● SOURCE MATERIAL:

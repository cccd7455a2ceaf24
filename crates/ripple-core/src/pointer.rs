//! Pointer input normalization.
//!
//! Client coordinates arrive in CSS pixels relative to the viewport; the
//! simulation works in normalized canvas space with the origin at the
//! bottom-left corner.

use crate::config::RippleConfig;
use glam::Vec2;

#[derive(Clone, Copy, Debug, Default, PartialEq, Eq)]
pub enum PointerKind {
    #[default]
    Mouse,
    Touch,
}

/// Canvas bounding rect in client (CSS) pixels.
#[derive(Clone, Copy, Debug, Default, PartialEq)]
pub struct CanvasRect {
    pub left: f32,
    pub top: f32,
    pub width: f32,
    pub height: f32,
}

/// A client position mapped into normalized canvas space.
#[derive(Clone, Copy, Debug, PartialEq)]
pub struct CanvasPoint {
    pub inside: bool,
    pub pos: Vec2,
}

impl CanvasRect {
    pub fn normalize(&self, client_x: f32, client_y: f32) -> CanvasPoint {
        let x_raw = client_x - self.left;
        let y_raw = client_y - self.top;
        let inside = x_raw >= 0.0 && x_raw <= self.width && y_raw >= 0.0 && y_raw <= self.height;
        let x = (x_raw / self.width.max(1.0)).clamp(0.0, 1.0);
        let y = (1.0 - y_raw / self.height.max(1.0)).clamp(0.0, 1.0);
        CanvasPoint {
            inside,
            pos: Vec2::new(x, y),
        }
    }
}

/// Single logical pointer (mouse or first touch).
#[derive(Clone, Debug, PartialEq)]
pub struct PointerState {
    /// Pressed / touching.
    pub active: bool,
    /// Last known position lies within the canvas bounds.
    pub inside: bool,
    pub position: Vec2,
    /// Accumulated displacement since the last ticks, decays every tick.
    pub delta: Vec2,
    /// Unconsumed motion energy.
    pub impulse: f32,
    pub kind: PointerKind,
    pub last_emit: Option<Vec2>,
}

impl Default for PointerState {
    fn default() -> Self {
        Self {
            active: false,
            inside: false,
            position: Vec2::splat(0.5),
            delta: Vec2::ZERO,
            impulse: 0.0,
            kind: PointerKind::Mouse,
            last_emit: None,
        }
    }
}

impl PointerState {
    /// Drop motion history so the next emission is not spacing-throttled.
    pub fn clear_motion(&mut self) {
        self.delta = Vec2::ZERO;
        self.impulse = 0.0;
        self.last_emit = None;
    }
}

/// Map a per-event motion magnitude to an emission impulse.
#[inline]
pub fn motion_impulse(motion: f32, kind: PointerKind, cfg: &RippleConfig) -> f32 {
    let touch = match kind {
        PointerKind::Touch => cfg.touch_motion_multiplier,
        PointerKind::Mouse => 1.0,
    };
    (motion * cfg.motion_scale * touch).clamp(cfg.impulse_min, cfg.impulse_max)
}

/// Impulse used for a press or tap.
#[inline]
pub fn tap_impulse(kind: PointerKind, cfg: &RippleConfig) -> f32 {
    match kind {
        PointerKind::Touch => cfg.tap_boost * cfg.touch_tap_multiplier,
        PointerKind::Mouse => cfg.tap_boost,
    }
}

#[cfg(test)]
mod tests {
    use super::*;

    fn rect() -> CanvasRect {
        CanvasRect {
            left: 100.0,
            top: 50.0,
            width: 400.0,
            height: 200.0,
        }
    }

    #[test]
    fn normalize_flips_y() {
        let p = rect().normalize(100.0, 50.0);
        assert!(p.inside);
        assert_eq!(p.pos, Vec2::new(0.0, 1.0));
        let p = rect().normalize(500.0, 250.0);
        assert!(p.inside);
        assert_eq!(p.pos, Vec2::new(1.0, 0.0));
    }

    #[test]
    fn outside_points_are_clamped_and_flagged() {
        let p = rect().normalize(20.0, 400.0);
        assert!(!p.inside);
        assert_eq!(p.pos, Vec2::new(0.0, 0.0));
    }

    #[test]
    fn impulse_is_bounded() {
        let cfg = RippleConfig::default();
        assert_eq!(motion_impulse(0.0, PointerKind::Mouse, &cfg), cfg.impulse_min);
        assert_eq!(motion_impulse(10.0, PointerKind::Touch, &cfg), cfg.impulse_max);
        let m = motion_impulse(0.01, PointerKind::Touch, &cfg);
        assert!((m - 0.01 * 27.0 * 1.24).abs() < 1e-5);
    }
}
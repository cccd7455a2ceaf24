use crate::constants::REDUCED_MOTION_QUERY;
use ripple_core::CanvasRect;
use wasm_bindgen::closure::Closure;
use wasm_bindgen::JsCast;
use web_sys as web;

#[inline]
pub fn window_document() -> Option<web::Document> {
    web::window().and_then(|w| w.document())
}

pub fn prefers_reduced_motion() -> bool {
    web::window()
        .and_then(|w| w.match_media(REDUCED_MOTION_QUERY).ok().flatten())
        .map(|mq| mq.matches())
        .unwrap_or(false)
}

#[inline]
pub fn device_pixel_ratio() -> f64 {
    web::window().map(|w| w.device_pixel_ratio()).unwrap_or(1.0)
}

#[inline]
pub fn document_visible() -> bool {
    window_document()
        .map(|d| d.visibility_state() != web::VisibilityState::Hidden)
        .unwrap_or(true)
}

#[inline]
pub fn canvas_rect(canvas: &web::HtmlCanvasElement) -> CanvasRect {
    let r = canvas.get_bounding_client_rect();
    CanvasRect {
        left: r.left() as f32,
        top: r.top() as f32,
        width: r.width() as f32,
        height: r.height() as f32,
    }
}

/// Match the canvas backing store to the effect's device-pixel buffer size.
pub fn sync_canvas_backing_size(canvas: &web::HtmlCanvasElement, width: u32, height: u32) {
    if canvas.width() != width {
        canvas.set_width(width.max(1));
    }
    if canvas.height() != height {
        canvas.set_height(height.max(1));
    }
}

pub fn computed_style(el: &web::Element) -> Option<web::CssStyleDeclaration> {
    web::window().and_then(|w| w.get_computed_style(el).ok().flatten())
}

#[inline]
pub fn style_value(style: &web::CssStyleDeclaration, property: &str) -> String {
    style.get_property_value(property).unwrap_or_default()
}

/// A listener that stays registered until [`EventListener::remove`] is called
/// or it is dropped.
pub struct EventListener<E: ?Sized> {
    target: web::EventTarget,
    event: &'static str,
    closure: Closure<E>,
}

impl<E: ?Sized> EventListener<E> {
    pub fn passive(
        target: &web::EventTarget,
        event: &'static str,
        closure: Closure<E>,
    ) -> anyhow::Result<Self> {
        let options = web::AddEventListenerOptions::new();
        options.set_passive(true);
        target
            .add_event_listener_with_callback_and_add_event_listener_options(
                event,
                closure.as_ref().unchecked_ref(),
                &options,
            )
            .map_err(|e| anyhow::anyhow!("add {event} listener: {:?}", e))?;
        Ok(Self {
            target: target.clone(),
            event,
            closure,
        })
    }

    pub fn plain(
        target: &web::EventTarget,
        event: &'static str,
        closure: Closure<E>,
    ) -> anyhow::Result<Self> {
        target
            .add_event_listener_with_callback(event, closure.as_ref().unchecked_ref())
            .map_err(|e| anyhow::anyhow!("add {event} listener: {:?}", e))?;
        Ok(Self {
            target: target.clone(),
            event,
            closure,
        })
    }

    pub fn remove(&self) {
        _ = self
            .target
            .remove_event_listener_with_callback(self.event, self.closure.as_ref().unchecked_ref());
    }
}

impl<E: ?Sized> Drop for EventListener<E> {
    fn drop(&mut self) {
        self.remove();
    }
}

● WHAT YOU ARE ASKED TO DO: Lines of the listing above that contain the word "bool" should all be returned.

● EXERCISE SOLUTION:
    pub inside: bool,
    pub active: bool,
    pub inside: bool,
pub fn prefers_reduced_motion() -> bool {
pub fn document_visible() -> bool {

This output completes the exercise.